Dr Rachel Bryant Davies, Lecturer in Comparative Literature has written for The Conversation on how looking at historical playful learning can help us moving forward.
The UK government’s COVID recovery plans for schools have been criticised for prioritising learning over wellbeing. Education specialists routinely extol the benefits sports, creative activities and the performing arts can bring to children.
This is particularly relevant in light of the disruptions to schooling and childhood that COVID has wrought. Storytelling has emerged as a powerful tool for children to process the crisis. COVID stories have encompassed heroism and resilience, myth and fable, entertaining and educating simultaneously.
Historical home learning shows that there need be no dichotomy between play (to improve wellbeing) and learning (to satisfy educational needs). As my research into educational literature from the 18th and 20th centuries shows, learning through play is an age-old concept.
For children aged between five and ten, attending formal school only became compulsory with the Elementary Education Act of 1880. Before that, charitable and religious organisations had provided basic education. Grammar schools theoretically were open to all, but children from poorer families mostly worked, and for those who studied, home was school.
The main educational format promoted in 18th-century children’s books in Britain and Europe was domestic instruction.
Written in script form, they generally featured idealised educational conversations between a mother and her children, sometimes involving fathers, or other family members or visitors.
Anna Laetitia Barbauld’s Lessons for Children Aged Two to Three Years, published in 1778, is arguably the earliest example. It is a reading primer featuring simple domestic questions and answers in large print:
Charles, what are eyes for?” “To see with.”
Charles, what are eyes for?” “To see with.”
In other books, this type of dialogue was used to explore chemistry, history and geography. For example, the family in Priscilla Wakefield’s 1794 book, Mental Improvement; or, the Beauties and Wonders of Nature and Art in a Series of Instructive Conversations, discusses the challenges involved in tea and chocolate cultivation. The conversation leads into a discussion about character perfection, historically illustrated with an anecdote about the ancient Greek philosopher Socrates.
This style of learning revolved around having fun. While the context was usually an idealised middle-class home, where parents and siblings alike were at leisure to converse or read aloud, the key message was more widely relatable. It was about using everyday objects, impromptu homemade games and crafts and informal chat as the main tools for learning.
Magazines encouraged children to imagine their hobby horses as the Trojan horse or to play at Noah’s ark in their kitchen sinks. They used a geological explanation of coal to describe the 19th-century archaeological excavation of Troy, Homer’s mythical city.

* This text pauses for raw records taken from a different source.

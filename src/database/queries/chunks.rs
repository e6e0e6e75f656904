use serde_json::Value;
use sqlx::PgPool;
use uuid::Uuid;

pub struct NewChunk<'a> {
    pub id: Uuid,
    pub document_id: Uuid,
    pub content: &'a str,
    pub chunk_index: i32,
    pub token_count: i32,
    pub vector_point_id: Uuid,
    pub metadata: Value,
}

pub async fn insert_chunk(pool: &PgPool, chunk: &NewChunk<'_>) -> Result<(), sqlx::Error> {
    sqlx::query(
        r#"
        INSERT INTO public.chunks (id, document_id, content, chunk_index, token_count, vector_point_id, metadata)
        VALUES ($1, $2, $3, $4, $5, $6, $7)
        "#,
    )
    .bind(chunk.id)
    .bind(chunk.document_id)
    .bind(chunk.content)
    .bind(chunk.chunk_index)
    .bind(chunk.token_count)
    .bind(chunk.vector_point_id)
    .bind(&chunk.metadata)
    .execute(pool)
    .await?;
    Ok(())
}

/// Vector point ids of all chunks belonging to a document.
pub async fn list_point_ids(pool: &PgPool, document_id: Uuid) -> Result<Vec<Uuid>, sqlx::Error> {
    sqlx::query_scalar(
        r#"
        SELECT vector_point_id FROM public.chunks
        WHERE document_id = $1 AND vector_point_id IS NOT NULL
        "#,
    )
    .bind(document_id)
    .fetch_all(pool)
    .await
}

pub async fn delete_for_document(pool: &PgPool, document_id: Uuid) -> Result<u64, sqlx::Error> {
    let result = sqlx::query("DELETE FROM public.chunks WHERE document_id = $1")
        .bind(document_id)
        .execute(pool)
        .await?;
    Ok(result.rows_affected())
}

pub async fn count_for_document(pool: &PgPool, document_id: Uuid) -> Result<i64, sqlx::Error> {
    sqlx::query_scalar("SELECT COUNT(*) FROM public.chunks WHERE document_id = $1")
        .bind(document_id)
        .fetch_one(pool)
        .await
}
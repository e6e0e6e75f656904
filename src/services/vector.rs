// Vector store gateway over Qdrant: per-project collection lifecycle,
// point upsert, similarity search and payload-filtered deletion.

use std::collections::HashMap;
use std::sync::Arc;

use qdrant_client::qdrant::{
    point_id::PointIdOptions, value::Kind, Condition, CreateCollectionBuilder,
    DeletePointsBuilder, Distance, Filter, PointId, PointStruct, PointsIdsList,
    ScrollPointsBuilder, SearchPointsBuilder, UpsertPointsBuilder, VectorParamsBuilder,
};
use qdrant_client::{Payload, Qdrant};
use serde_json::Value;
use tracing::{info, warn};
use uuid::Uuid;

use crate::config::Settings;
use crate::database::models::ContentType;
use crate::error::{ServiceError, ServiceResult};

/// A chunk ready for upsert; the chunk row id doubles as the point id.
#[derive(Debug, Clone)]
pub struct ChunkPoint {
    pub id: Uuid,
    pub document_id: Uuid,
    pub content: String,
    pub content_type: ContentType,
    pub chunk_index: i32,
    pub metadata: Value,
}

#[derive(Debug, Clone)]
pub struct VectorHit {
    pub id: String,
    pub score: f32,
    pub content: String,
    pub document_id: Option<String>,
    pub content_type: Option<String>,
    pub chunk_index: i64,
    pub metadata: Value,
}

#[derive(Clone)]
pub struct VectorService {
    client: Arc<Qdrant>,
    dimension: u64,
}

impl VectorService {
    pub fn new(settings: &Settings) -> Result<Self, Box<dyn std::error::Error + Send + Sync>> {
        let client = Qdrant::from_url(&settings.qdrant_url).build()?;
        Ok(Self {
            client: Arc::new(client),
            dimension: settings.embedding_dimensions as u64,
        })
    }

    fn collection_name(project_slug: &str) -> String {
        format!("project_{project_slug}_chunks")
    }

    /// Create the project collection; an existing one counts as success.
    pub async fn create_collection(&self, project_slug: &str) -> ServiceResult<()> {
        let collection = Self::collection_name(project_slug);

        let result = self
            .client
            .create_collection(
                CreateCollectionBuilder::new(&collection)
                    .vectors_config(VectorParamsBuilder::new(self.dimension, Distance::Cosine)),
            )
            .await;

        match result {
            Ok(_) => {
                info!(collection = %collection, "Vector collection created");
                Ok(())
            }
            Err(e) if e.to_string().contains("already exists") => {
                info!(collection = %collection, "Vector collection exists");
                Ok(())
            }
            Err(e) => Err(ServiceError::Vector(e.to_string())),
        }
    }

    /// Drop the project collection, best-effort.
    pub async fn delete_collection(&self, project_slug: &str) -> bool {
        let collection = Self::collection_name(project_slug);
        match self.client.delete_collection(&collection).await {
            Ok(_) => {
                info!(collection = %collection, "Vector collection deleted");
                true
            }
            Err(e) => {
                warn!(collection = %collection, error = %e, "Failed to delete collection");
                false
            }
        }
    }

    /// Insert or update chunk points with their embeddings.
    pub async fn upsert_chunks(
        &self,
        project_slug: &str,
        chunks: &[ChunkPoint],
        vectors: &[Vec<f32>],
    ) -> ServiceResult<usize> {
        let collection = Self::collection_name(project_slug);

        let mut points = Vec::with_capacity(chunks.len());
        for (chunk, vector) in chunks.iter().zip(vectors.iter()) {
            let payload = Payload::try_from(serde_json::json!({
                "chunk_id": chunk.id.to_string(),
                "document_id": chunk.document_id.to_string(),
                "content": chunk.content,
                "content_type": chunk.content_type.as_str(),
                "chunk_index": chunk.chunk_index,
                "metadata": chunk.metadata,
            }))
            .map_err(|e| ServiceError::Vector(e.to_string()))?;

            points.push(PointStruct::new(
                chunk.id.to_string(),
                vector.clone(),
                payload,
            ));
        }

        let count = points.len();
        self.client
            .upsert_points(UpsertPointsBuilder::new(&collection, points).wait(true))
            .await
            .map_err(|e| ServiceError::Vector(e.to_string()))?;

        info!(collection = %collection, count, "Chunks upserted");
        Ok(count)
    }

    /// Cosine similarity search, optionally restricted to content types.
    pub async fn search(
        &self,
        project_slug: &str,
        query_vector: &[f32],
        limit: usize,
        content_types: Option<&[ContentType]>,
    ) -> ServiceResult<Vec<VectorHit>> {
        let collection = Self::collection_name(project_slug);

        let mut builder =
            SearchPointsBuilder::new(&collection, query_vector.to_vec(), limit as u64)
                .with_payload(true);

        if let Some(types) = content_types {
            if !types.is_empty() {
                let conditions: Vec<Condition> = types
                    .iter()
                    .map(|ct| Condition::matches("content_type", ct.as_str().to_string()))
                    .collect();
                builder = builder.filter(Filter::should(conditions));
            }
        }

        let response = self
            .client
            .search_points(builder)
            .await
            .map_err(|e| ServiceError::Vector(e.to_string()))?;

        Ok(response
            .result
            .into_iter()
            .filter_map(|point| {
                let id = point_id_to_string(point.id)?;
                Some(VectorHit {
                    id,
                    score: point.score,
                    content: payload_string(&point.payload, "content").unwrap_or_default(),
                    document_id: payload_string(&point.payload, "document_id"),
                    content_type: payload_string(&point.payload, "content_type"),
                    chunk_index: payload_integer(&point.payload, "chunk_index").unwrap_or(0),
                    metadata: point
                        .payload
                        .get("metadata")
                        .map(qdrant_value_to_json)
                        .unwrap_or(Value::Null),
                })
            })
            .collect())
    }

    /// Delete every point belonging to a document via a payload filter,
    /// scrolling until the engine reports no further page.
    pub async fn delete_by_document(
        &self,
        project_slug: &str,
        document_id: Uuid,
    ) -> ServiceResult<usize> {
        let collection = Self::collection_name(project_slug);
        let filter = Filter::must([Condition::matches(
            "document_id",
            document_id.to_string(),
        )]);

        let mut point_ids: Vec<PointId> = Vec::new();
        let mut offset: Option<PointId> = None;

        loop {
            let mut builder = ScrollPointsBuilder::new(&collection)
                .filter(filter.clone())
                .limit(100)
                .with_payload(false);
            if let Some(next) = offset.take() {
                builder = builder.offset(next);
            }

            let response = self
                .client
                .scroll(builder)
                .await
                .map_err(|e| ServiceError::Vector(e.to_string()))?;

            point_ids.extend(response.result.into_iter().filter_map(|p| p.id));

            match response.next_page_offset {
                Some(next) => offset = Some(next),
                None => break,
            }
        }

        if !point_ids.is_empty() {
            self.client
                .delete_points(
                    DeletePointsBuilder::new(&collection)
                        .points(PointsIdsList {
                            ids: point_ids.clone(),
                        })
                        .wait(true),
                )
                .await
                .map_err(|e| ServiceError::Vector(e.to_string()))?;
        }

        info!(document_id = %document_id, count = point_ids.len(), "Chunks deleted");
        Ok(point_ids.len())
    }

    /// Delete specific points by id.
    pub async fn delete_points(
        &self,
        project_slug: &str,
        point_ids: &[Uuid],
    ) -> ServiceResult<usize> {
        if point_ids.is_empty() {
            return Ok(0);
        }
        let collection = Self::collection_name(project_slug);

        let ids: Vec<PointId> = point_ids.iter().map(|id| id.to_string().into()).collect();
        self.client
            .delete_points(
                DeletePointsBuilder::new(&collection)
                    .points(PointsIdsList { ids })
                    .wait(true),
            )
            .await
            .map_err(|e| ServiceError::Vector(e.to_string()))?;

        info!(collection = %collection, count = point_ids.len(), "Points deleted");
        Ok(point_ids.len())
    }
}

fn point_id_to_string(id: Option<PointId>) -> Option<String> {
    match id?.point_id_options? {
        PointIdOptions::Uuid(uuid) => Some(uuid),
        PointIdOptions::Num(num) => Some(num.to_string()),
    }
}

fn payload_string(
    payload: &HashMap<String, qdrant_client::qdrant::Value>,
    key: &str,
) -> Option<String> {
    match payload.get(key)?.kind.as_ref()? {
        Kind::StringValue(s) => Some(s.clone()),
        _ => None,
    }
}

fn payload_integer(
    payload: &HashMap<String, qdrant_client::qdrant::Value>,
    key: &str,
) -> Option<i64> {
    match payload.get(key)?.kind.as_ref()? {
        Kind::IntegerValue(i) => Some(*i),
        _ => None,
    }
}

fn qdrant_value_to_json(value: &qdrant_client::qdrant::Value) -> Value {
    match value.kind.as_ref() {
        Some(Kind::StringValue(s)) => Value::String(s.clone()),
        Some(Kind::IntegerValue(i)) => Value::from(*i),
        Some(Kind::DoubleValue(d)) => {
            serde_json::Number::from_f64(*d).map(Value::Number).unwrap_or(Value::Null)
        }
        Some(Kind::BoolValue(b)) => Value::Bool(*b),
        Some(Kind::StructValue(s)) => Value::Object(
            s.fields
                .iter()
                .map(|(k, v)| (k.clone(), qdrant_value_to_json(v)))
                .collect(),
        ),
        Some(Kind::ListValue(l)) => {
            Value::Array(l.values.iter().map(qdrant_value_to_json).collect())
        }
        Some(Kind::NullValue(_)) | None => Value::Null,
    }
}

Though Greek and Latin were so often the bastions of a stereotypically elite education, my findings shows how the classics were gamified for audiences of different ages and social backgrounds. There were toys primarily marketed at middle- and upper-class families but also magazines featuring stories of girls learning Greek at grammar schools, reading lists for autodidacts, and popular comic and circus performances.
What’s more, toy theatres repackaged the classics as boisterous home entertainment. Between 1750 and 1914, puzzles, toys, board and card games, magazines and community plays were all used for educational purposes.
Storytelling was just as important as dialogue. In their six-volume collection, Evenings at Home (1792-96), Barbauld and her brother John Aikin explained that the characters of their story – the fictional Fairborne family – had many children. Some were educated at school and some at home by their parents. Frequent visitors would contribute stories to the family library too, to be enjoyed on holidays.
Parents today could well struggle to know what to make of many of these stories. They both perpetuate offensive content (racist accounts of travelling the globe) and incorporate radical ideas (pacifism, women’s contradictory position as politically disenfranchised educators). Ancient history and fable were told from an anti-war perspective, as later in Maria Hack’s Grecian Stories (1819), which also condemned ancient slavery and celebrated abolition.
Historical magazines were a cheaper format through which many more children encountered classical mythology and archaeology, or experienced fictional Latin lessons, than could have learned classics at schools. They are a major, though under-appreciated, part of the long tradition of reading classical myth in childhood.
Stories often featured ancient heroes and heroines as role models for boys and for girls to promote cultural expectations. Examples included contentious figures such as the Roman general Marius, or British queen Boudica.
Looking back at this playful learning from the past can help us move forward more confidently, to the real benefit of children. In particular, dissolving any perceived boundaries between play and learning - between creative activities and curriculum - should lift some stress from parents and teachers.